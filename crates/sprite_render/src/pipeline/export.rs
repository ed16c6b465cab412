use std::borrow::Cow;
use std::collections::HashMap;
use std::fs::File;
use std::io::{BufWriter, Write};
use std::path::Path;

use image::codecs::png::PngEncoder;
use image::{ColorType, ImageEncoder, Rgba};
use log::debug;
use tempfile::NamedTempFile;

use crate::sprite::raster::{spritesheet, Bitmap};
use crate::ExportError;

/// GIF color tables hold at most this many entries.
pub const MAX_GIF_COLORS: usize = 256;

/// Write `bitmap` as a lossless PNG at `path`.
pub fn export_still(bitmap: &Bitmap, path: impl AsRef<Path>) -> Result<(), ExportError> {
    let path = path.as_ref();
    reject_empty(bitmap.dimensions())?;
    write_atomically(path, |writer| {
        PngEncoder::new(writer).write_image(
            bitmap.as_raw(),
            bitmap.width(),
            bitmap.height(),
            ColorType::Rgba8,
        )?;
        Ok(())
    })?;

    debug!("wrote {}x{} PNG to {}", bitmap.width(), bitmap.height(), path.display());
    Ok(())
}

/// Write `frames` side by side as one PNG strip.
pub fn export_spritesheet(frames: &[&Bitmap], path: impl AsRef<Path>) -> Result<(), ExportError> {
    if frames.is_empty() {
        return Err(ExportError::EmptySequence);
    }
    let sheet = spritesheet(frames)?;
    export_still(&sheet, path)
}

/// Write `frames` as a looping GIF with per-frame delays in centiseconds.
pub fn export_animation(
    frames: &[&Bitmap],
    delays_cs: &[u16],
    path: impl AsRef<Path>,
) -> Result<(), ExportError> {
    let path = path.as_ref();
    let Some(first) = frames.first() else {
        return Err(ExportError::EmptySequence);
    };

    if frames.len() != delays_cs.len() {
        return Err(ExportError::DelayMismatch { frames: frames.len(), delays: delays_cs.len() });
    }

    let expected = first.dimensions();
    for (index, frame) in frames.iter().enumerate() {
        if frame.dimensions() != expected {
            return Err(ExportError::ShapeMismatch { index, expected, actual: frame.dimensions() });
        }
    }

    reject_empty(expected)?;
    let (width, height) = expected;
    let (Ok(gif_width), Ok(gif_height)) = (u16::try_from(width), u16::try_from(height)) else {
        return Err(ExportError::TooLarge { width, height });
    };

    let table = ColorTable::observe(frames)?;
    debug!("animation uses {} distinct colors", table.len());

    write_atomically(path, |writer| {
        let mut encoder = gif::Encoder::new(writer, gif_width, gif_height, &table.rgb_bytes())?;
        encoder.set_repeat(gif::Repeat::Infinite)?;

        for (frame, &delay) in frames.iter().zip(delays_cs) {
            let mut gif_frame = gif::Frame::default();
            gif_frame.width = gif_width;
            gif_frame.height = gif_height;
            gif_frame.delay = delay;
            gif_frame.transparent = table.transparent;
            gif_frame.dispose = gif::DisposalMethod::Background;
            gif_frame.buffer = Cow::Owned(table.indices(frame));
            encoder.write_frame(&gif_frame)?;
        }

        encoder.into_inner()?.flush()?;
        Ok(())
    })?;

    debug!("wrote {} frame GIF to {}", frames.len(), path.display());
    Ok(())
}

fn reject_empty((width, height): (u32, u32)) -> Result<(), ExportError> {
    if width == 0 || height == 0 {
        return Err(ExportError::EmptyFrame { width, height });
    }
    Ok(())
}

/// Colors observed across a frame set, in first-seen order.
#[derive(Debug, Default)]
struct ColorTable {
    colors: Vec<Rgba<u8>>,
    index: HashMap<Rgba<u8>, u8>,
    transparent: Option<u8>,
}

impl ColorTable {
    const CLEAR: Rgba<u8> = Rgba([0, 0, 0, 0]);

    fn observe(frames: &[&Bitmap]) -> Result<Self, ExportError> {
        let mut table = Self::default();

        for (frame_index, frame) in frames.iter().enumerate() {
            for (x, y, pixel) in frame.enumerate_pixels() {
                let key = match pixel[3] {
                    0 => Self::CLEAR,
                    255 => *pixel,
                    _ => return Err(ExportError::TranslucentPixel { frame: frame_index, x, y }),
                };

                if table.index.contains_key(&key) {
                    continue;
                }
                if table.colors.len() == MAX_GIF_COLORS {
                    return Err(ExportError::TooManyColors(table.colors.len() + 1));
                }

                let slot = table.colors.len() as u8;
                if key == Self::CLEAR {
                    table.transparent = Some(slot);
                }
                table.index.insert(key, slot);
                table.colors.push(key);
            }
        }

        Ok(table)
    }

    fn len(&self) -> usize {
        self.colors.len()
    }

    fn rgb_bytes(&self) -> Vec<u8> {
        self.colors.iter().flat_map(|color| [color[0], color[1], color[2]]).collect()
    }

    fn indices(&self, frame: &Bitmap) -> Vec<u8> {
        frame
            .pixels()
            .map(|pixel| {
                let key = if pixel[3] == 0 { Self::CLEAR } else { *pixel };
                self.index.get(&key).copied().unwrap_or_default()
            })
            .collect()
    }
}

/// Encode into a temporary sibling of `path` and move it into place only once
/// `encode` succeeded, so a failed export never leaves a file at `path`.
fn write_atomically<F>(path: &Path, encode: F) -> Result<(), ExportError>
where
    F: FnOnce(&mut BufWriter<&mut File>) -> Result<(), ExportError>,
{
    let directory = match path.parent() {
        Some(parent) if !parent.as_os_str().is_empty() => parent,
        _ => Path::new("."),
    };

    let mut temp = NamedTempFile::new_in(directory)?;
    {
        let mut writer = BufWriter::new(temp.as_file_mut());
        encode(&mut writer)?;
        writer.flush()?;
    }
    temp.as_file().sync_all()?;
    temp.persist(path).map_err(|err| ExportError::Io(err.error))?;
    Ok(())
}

> WORK REQUEST: Copy back the listing above exactly, but only from the line with "encoder.set_repeat(gif::Repeat::Infinite)?;" through the line with "gif_frame.transparent = table.transparent;", both ends included.

> SOLUTION FOR THIS PROBLEM:
        encoder.set_repeat(gif::Repeat::Infinite)?;

        for (frame, &delay) in frames.iter().zip(delays_cs) {
            let mut gif_frame = gif::Frame::default();
            gif_frame.width = gif_width;
            gif_frame.height = gif_height;
            gif_frame.delay = delay;
            gif_frame.transparent = table.transparent;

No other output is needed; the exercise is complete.